Banakal is a Malnad town in Mudigere Taluk, Chikkamagaluru district of Karnataka, India.  This town is situated atop the Charmadi hills in the Western Ghats section.  The Western Ghats is one amongst twenty-five identified hot spots for biodiversity conservation in the world. Banakal is surrounded by coffee estates and paddy fields and known for its pleasant weather throughout the year.  Banakal town is the headquarters of Banakal Hobli.

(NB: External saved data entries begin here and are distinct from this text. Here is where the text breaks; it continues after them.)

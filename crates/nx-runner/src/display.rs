//! Display hosts: a `pixels` window and an in-memory surface for headless
//! runs.

use std::sync::Arc;
use std::time::{Duration, Instant};

use nx_port::host::{Display, Surface};
use pixels::{Pixels, SurfaceTexture};
use tracing::{error, warn};
use winit::window::Window;

/// Console screen dimensions.
pub const SCREEN_WIDTH: u32 = 1280;
pub const SCREEN_HEIGHT: u32 = 720;

/// Vertical blank interval at 60 Hz.
const FRAME_DURATION: Duration = Duration::from_micros(16_667);

/// Front and back RGBA surfaces.
struct SwapChain {
    width: u32,
    height: u32,
    buffers: [Vec<u32>; 2],
    back: usize,
}

impl SwapChain {
    fn new(width: u32, height: u32) -> Self {
        let len = width as usize * height as usize;
        Self {
            width,
            height,
            buffers: [vec![0; len], vec![0; len]],
            back: 0,
        }
    }

    fn surface(&mut self) -> Surface<'_> {
        Surface {
            width: self.width,
            height: self.height,
            pixels: &mut self.buffers[self.back],
        }
    }

    fn back(&self) -> &[u32] {
        &self.buffers[self.back]
    }

    fn front(&self) -> &[u32] {
        &self.buffers[self.back ^ 1]
    }

    fn swap(&mut self) {
        self.back ^= 1;
    }
}

/// Sleeps until the next 60 Hz boundary.
struct VblankPacer {
    next: Instant,
}

impl VblankPacer {
    fn new() -> Self {
        Self {
            next: Instant::now() + FRAME_DURATION,
        }
    }

    fn wait(&mut self) {
        let now = Instant::now();
        if now < self.next {
            std::thread::sleep(self.next - now);
            self.next += FRAME_DURATION;
        } else {
            // Fell behind: resynchronise.
            self.next = now + FRAME_DURATION;
        }
    }
}

/// Copy packed RGBA words into a byte frame in R, G, B, A order.
pub fn copy_rgba(src: &[u32], frame: &mut [u8]) {
    for (dst, &px) in frame.chunks_exact_mut(4).zip(src) {
        dst.copy_from_slice(&px.to_le_bytes());
    }
}

/// Window display backed by `pixels`.
pub struct PixelsDisplay {
    pixels: Pixels<'static>,
    chain: SwapChain,
    pacer: VblankPacer,
    lost: bool,
}

impl PixelsDisplay {
    pub fn new(window: Arc<Window>) -> Result<Self, pixels::Error> {
        let size = window.inner_size();
        let surface = SurfaceTexture::new(size.width.max(1), size.height.max(1), window);
        let pixels = Pixels::new(SCREEN_WIDTH, SCREEN_HEIGHT, surface)?;
        Ok(Self {
            pixels,
            chain: SwapChain::new(SCREEN_WIDTH, SCREEN_HEIGHT),
            pacer: VblankPacer::new(),
            lost: false,
        })
    }

    pub fn resize(&mut self, width: u32, height: u32) {
        if width == 0 || height == 0 {
            return;
        }
        if let Err(e) = self.pixels.resize_surface(width, height) {
            warn!("surface resize to {width}x{height} failed: {e}");
        }
    }

    /// Whether the last swap failed to reach the screen.
    #[must_use]
    pub fn is_lost(&self) -> bool {
        self.lost
    }
}

impl Display for PixelsDisplay {
    fn framebuffer(&mut self) -> Surface<'_> {
        self.chain.surface()
    }

    fn flush(&mut self) {
        copy_rgba(self.chain.back(), self.pixels.frame_mut());
    }

    fn swap_buffers(&mut self) {
        if let Err(e) = self.pixels.render() {
            error!("render failed: {e}");
            self.lost = true;
        }
        self.chain.swap();
    }

    fn wait_for_vsync(&mut self) {
        self.pacer.wait();
    }
}

/// Display that presents into memory. Vsync is paced like the window so
/// headless timing matches.
pub struct HeadlessDisplay {
    chain: SwapChain,
    pacer: Option<VblankPacer>,
    frames: u64,
}

impl HeadlessDisplay {
    #[must_use]
    pub fn new(paced: bool) -> Self {
        Self {
            chain: SwapChain::new(SCREEN_WIDTH, SCREEN_HEIGHT),
            pacer: paced.then(VblankPacer::new),
            frames: 0,
        }
    }

    /// The most recently presented surface.
    #[must_use]
    pub fn front(&self) -> &[u32] {
        self.chain.front()
    }

    #[must_use]
    pub fn frames(&self) -> u64 {
        self.frames
    }
}

impl Display for HeadlessDisplay {
    fn framebuffer(&mut self) -> Surface<'_> {
        self.chain.surface()
    }

    fn flush(&mut self) {}

    fn swap_buffers(&mut self) {
        self.chain.swap();
        self.frames += 1;
    }

    fn wait_for_vsync(&mut self) {
        if let Some(pacer) = self.pacer.as_mut() {
            pacer.wait();
        }
    }
}
//! PCM ring submission.
//!
//! The engine mixes 16-bit mono samples at 48 kHz into a 16 KiB ring,
//! indexing it by the playback cursor this module reports. On the host loop's
//! cadence the submitter copies one fifth of a second of audio out of the ring
//! and hands it to the hardware output queue.

use thiserror::Error;
use tracing::{debug, trace, warn};

use crate::host::{AudioOut, AudioOutBuffer, HostError, TickSource};
use crate::sys::{SysError, try_alloc};
use crate::timing::{Ticks, ticks_to_samples};

/// Output sample rate in Hz.
pub const SAMPLE_RATE: u32 = 48_000;

/// Bits per sample.
pub const SAMPLE_BITS: u16 = 16;

/// Mono output.
pub const CHANNELS: u16 = 1;

/// Size of the PCM ring in bytes.
pub const RING_BYTES: usize = 16 * 1024;

/// Bytes per (mono) sample.
pub const BYTES_PER_SAMPLE: usize = SAMPLE_BITS as usize / 8;

/// Samples the ring holds.
pub const RING_SAMPLES: usize = RING_BYTES / BYTES_PER_SAMPLE;

/// Samples in one submitted block: a fifth of a second.
pub const SUBMIT_SAMPLES: usize = SAMPLE_RATE as usize / 5;

/// Bytes in one submitted block.
pub const SUBMIT_BYTES: usize = SUBMIT_SAMPLES * BYTES_PER_SAMPLE;

/// Description of the ring shared with the engine's mixer.
#[derive(Debug, Clone, Copy, PartialEq, Eq)]
pub struct DmaInfo {
    pub channels: u16,
    pub sample_bits: u16,
    pub speed: u32,
    /// Ring length in samples.
    pub samples: usize,
    /// Mixer granularity in samples.
    pub submission_chunk: usize,
    /// Last reported playback cursor, in samples since start.
    pub sample_pos: u64,
}

impl Default for DmaInfo {
    fn default() -> Self {
        Self {
            channels: CHANNELS,
            sample_bits: SAMPLE_BITS,
            speed: SAMPLE_RATE,
            samples: RING_SAMPLES,
            submission_chunk: 1,
            sample_pos: 0,
        }
    }
}

#[derive(Debug, Error)]
pub enum AudioError {
    #[error(transparent)]
    Alloc(#[from] SysError),

    #[error("audio output failed: {0}")]
    Host(#[from] HostError),

    #[error("audio stream is not running")]
    NotRunning,
}

#[derive(Debug, Clone, Copy, PartialEq, Eq)]
enum StreamState {
    Uninitialized,
    Running { baseline: Ticks },
    Stopped,
}

/// Outcome of one [`AudioSubmitter::submit`].
#[derive(Debug, Clone, Copy, PartialEq, Eq)]
pub struct SubmitReport {
    /// Bytes handed to the hardware queue.
    pub bytes: usize,
    /// Whether the engine wrote to the ring since the previous submission.
    pub fresh: bool,
}

/// Engine-facing view of the ring for one frame.
///
/// Any mutable access marks the ring fresh for the next submission.
pub struct PcmRing<'a> {
    bytes: &'a mut [u8],
    fresh: &'a mut bool,
    dma: DmaInfo,
}

impl PcmRing<'_> {
    #[must_use]
    pub fn dma(&self) -> &DmaInfo {
        &self.dma
    }

    #[must_use]
    pub fn bytes(&self) -> &[u8] {
        self.bytes
    }

    pub fn bytes_mut(&mut self) -> &mut [u8] {
        *self.fresh = true;
        self.bytes
    }

    /// Write `samples` starting at absolute sample index `start`, wrapping
    /// around the ring.
    pub fn write_samples(&mut self, start: u64, samples: &[i16]) {
        *self.fresh = true;
        let ring_samples = self.bytes.len() / BYTES_PER_SAMPLE;
        if ring_samples == 0 {
            return;
        }
        let mut index = (start % ring_samples as u64) as usize;
        for sample in samples {
            let offset = index * BYTES_PER_SAMPLE;
            self.bytes[offset..offset + BYTES_PER_SAMPLE].copy_from_slice(&sample.to_le_bytes());
            index = (index + 1) % ring_samples;
        }
    }
}

pub struct AudioSubmitter<A: AudioOut> {
    out: A,
    ring: Vec<u8>,
    block: Vec<u8>,
    dma: DmaInfo,
    state: StreamState,
    fresh: bool,
    blocks_submitted: u64,
}

impl<A: AudioOut> AudioSubmitter<A> {
    /// Wrap a host output queue. Nothing is allocated until `initialize`.
    pub fn new(out: A) -> Self {
        Self {
            out,
            ring: Vec::new(),
            block: Vec::new(),
            dma: DmaInfo::default(),
            state: StreamState::Uninitialized,
            fresh: false,
            blocks_submitted: 0,
        }
    }

    /// Allocate the ring, start the hardware stream and record the tick
    /// baseline for the playback cursor.
    ///
    /// On failure the submitter stays uninitialized: position queries return
    /// zero and `submit` is refused.
    pub fn initialize<T: TickSource>(&mut self, ticks: &T) -> Result<(), AudioError> {
        self.state = StreamState::Uninitialized;

        self.ring = try_alloc(RING_BYTES, "pcm ring")?;
        self.block = try_alloc(SUBMIT_BYTES, "pcm submit block")?;
        self.dma = DmaInfo::default();
        self.fresh = false;

        self.out.initialize()?;
        self.out.start()?;

        let baseline = ticks.system_tick();
        self.state = StreamState::Running { baseline };
        debug!(
            sample_rate = SAMPLE_RATE,
            ring_bytes = RING_BYTES,
            baseline = baseline.get(),
            "audio initialized"
        );
        Ok(())
    }

    #[must_use]
    pub fn is_running(&self) -> bool {
        matches!(self.state, StreamState::Running { .. })
    }

    /// Current playback cursor in samples since the stream started.
    ///
    /// Uses the hardware's consumed-sample counter when the host reports
    /// one; otherwise estimates from ticks elapsed since `initialize`.
    /// Returns 0 unless the stream is running.
    pub fn playback_position<T: TickSource>(&mut self, ticks: &T) -> u64 {
        let StreamState::Running { baseline } = self.state else {
            return 0;
        };
        let position = self.out.samples_played().unwrap_or_else(|| {
            ticks_to_samples(ticks.system_tick().since(baseline), SAMPLE_RATE)
        });
        self.dma.sample_pos = position;
        position
    }

    /// Engine access to the ring for this frame, with the cursor refreshed.
    pub fn pcm_ring<T: TickSource>(&mut self, ticks: &T) -> Option<PcmRing<'_>> {
        if !self.is_running() {
            return None;
        }
        self.playback_position(ticks);
        Some(PcmRing {
            bytes: &mut self.ring,
            fresh: &mut self.fresh,
            dma: self.dma,
        })
    }

    /// Hand one block of [`SUBMIT_BYTES`] to the hardware queue.
    ///
    /// The block always starts at the head of the ring and wraps back to it
    /// once the ring is exhausted. The ring is sent whether or not the engine
    /// refreshed it; the report says which.
    pub fn submit(&mut self) -> Result<SubmitReport, AudioError> {
        if !self.is_running() {
            return Err(AudioError::NotRunning);
        }

        for chunk in self.block.chunks_mut(self.ring.len()) {
            chunk.copy_from_slice(&self.ring[..chunk.len()]);
        }

        let fresh = std::mem::replace(&mut self.fresh, false);
        if !fresh {
            debug!(block = self.blocks_submitted, "submitting stale pcm ring");
        }

        // The released block is recycled by the host; nothing to do with it.
        let _released = self.out.play_buffer(&AudioOutBuffer { data: &self.block });
        self.blocks_submitted += 1;
        trace!(block = self.blocks_submitted, bytes = SUBMIT_BYTES, fresh, "submitted");

        Ok(SubmitReport {
            bytes: SUBMIT_BYTES,
            fresh,
        })
    }

    /// Stop the hardware stream. The tick baseline is discarded, so position
    /// queries return 0 afterwards.
    pub fn shutdown(&mut self) {
        if self.is_running() {
            self.out.stop();
            self.state = StreamState::Stopped;
            debug!(blocks = self.blocks_submitted, "audio shut down");
        } else if self.state == StreamState::Uninitialized {
            warn!("audio shutdown before a successful initialize");
        }
    }

    #[must_use]
    pub fn dma(&self) -> &DmaInfo {
        &self.dma
    }

    #[must_use]
    pub fn blocks_submitted(&self) -> u64 {
        self.blocks_submitted
    }

    /// The wrapped host output queue.
    #[must_use]
    pub fn output(&self) -> &A {
        &self.out
    }

    pub fn output_mut(&mut self) -> &mut A {
        &mut self.out
    }
}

Banakal lies on the banks of the Hemavati River.  The Hemavati, which flows through Banakal, originates in Western Ghats.  This  long river covers about   of drainage area and considered as a prime source of irrigation along with natural rainfall. The geographical location of Banakal is 13°0'59" North and 75°53'9" East.

Culture 
The people lead a monotonous way of life irrespective of the religious diversities.  Generally life is slow-paced as it is seen in most of the agriculture dominant villages of Chickmagalur district.  The vokkaliga community is dominant and owns most of the landed property like agricultural fields and coffee estates.  Folk songs and folk dances are given much importance.  During special occasions men play Kolata - a group dance using sticks, and women do perform folk dances and folk songs like Bhaagyada balegaara hogi baa nanna tawarige are noteworthy. People live in harmony and show respect to each other in spite of religious differences.

Cuisine 
The Malnad food style is followed. Rice and wheat are a part of the daily menu. Traditional dishes like Rotti, Ganji-oota, Kadubu-chatni and shevige are eaten. Generally people are non-vegetarian.  Some traditional dishes like Edli-chatni, Iruve-chatni [chigaLi chuttney] Edi Sambar(Crab) and Maralu-meen-saru are now vanishing from the daily menu.

Language 
Like Are Bhashe spoken by the Gowdas of Sullia in Dakshina Kannada, the people in this region speak another dialect of Kannada which can be called Gowdra Bhashe.  This dialect is sweet and has powerful expressions. People belonging to the Tuluva community speak Tulu with Ghatta accent, little different than actual Tulu used in South Canara.  Local Muslims speak a dialect of Urdu known as Dakhini.  Bearys, the immigrant Muslims hailing from a neighboring district, Dakshina Kannada, and who are engaged in various small scale business activities do speak Beary bashe.

Festivals 
Suggi Habba is the main festival celebrated at the time of harvesting.  All Hindu festivals are celebrated by Gowdas and local communities.  Tulu speaking people also celebrate Hindu festivals.  Muslims observe Eid ul-Fitr and Eid ul-Adha as it is universally observed. Christians celebrate all Christian events and the local church festival is called Saint-Mary. Banakal Jatre is the car-festival that occurs once a year and attracts a lot of people from adjacent villages. Bhuta Kola and Kori Katta are the other events celebrated by mainly Tulu speaking communities, which is a cultural and  religious aspect as some Theyyam deities are propitiated through blood sacrifice or cock-sacrifice which does also include the cockfight and is a prime example of "cultural synthesis of 'little' and 'great' cultures".

Economy 
Agriculture is the main source of economy.  Rice which forms the chief food of people in southern India is the main crop and is being produced in large scale. Coffee plantations are another prime source of economy which makes the region distinctive and contributes to the national economy.  The coffee estates in this region became world famous when they began to compete with Brazil in both producing and exporting coffee beans. Both the genetic subspecies of high quality coffee, namely Robusta and Arabica, are being produced, processed and exported.  Black pepper and cardamom are the other economic crops.  Oranges have also been produced in some areas.  Honey and other forest products also contribute to the economy.

Flora and fauna 

Most of the land is brought under cultivation.  Paddy or rice fields provide multiple crops in a year based on monsoon. Coffee (both Robusta and Arabica) is the main plantation crop.  Other crops include black pepper, cardamom and produce of the forest. Good quality honey is abundantly available in this region. Tall straight Nilgiri plantation is found on the southern bank of river Hemavati alongside coffee plantation. Natural forests surround the village.  Wildlife and rich birdlife can also be seen. Teak and sandalwood are abundant.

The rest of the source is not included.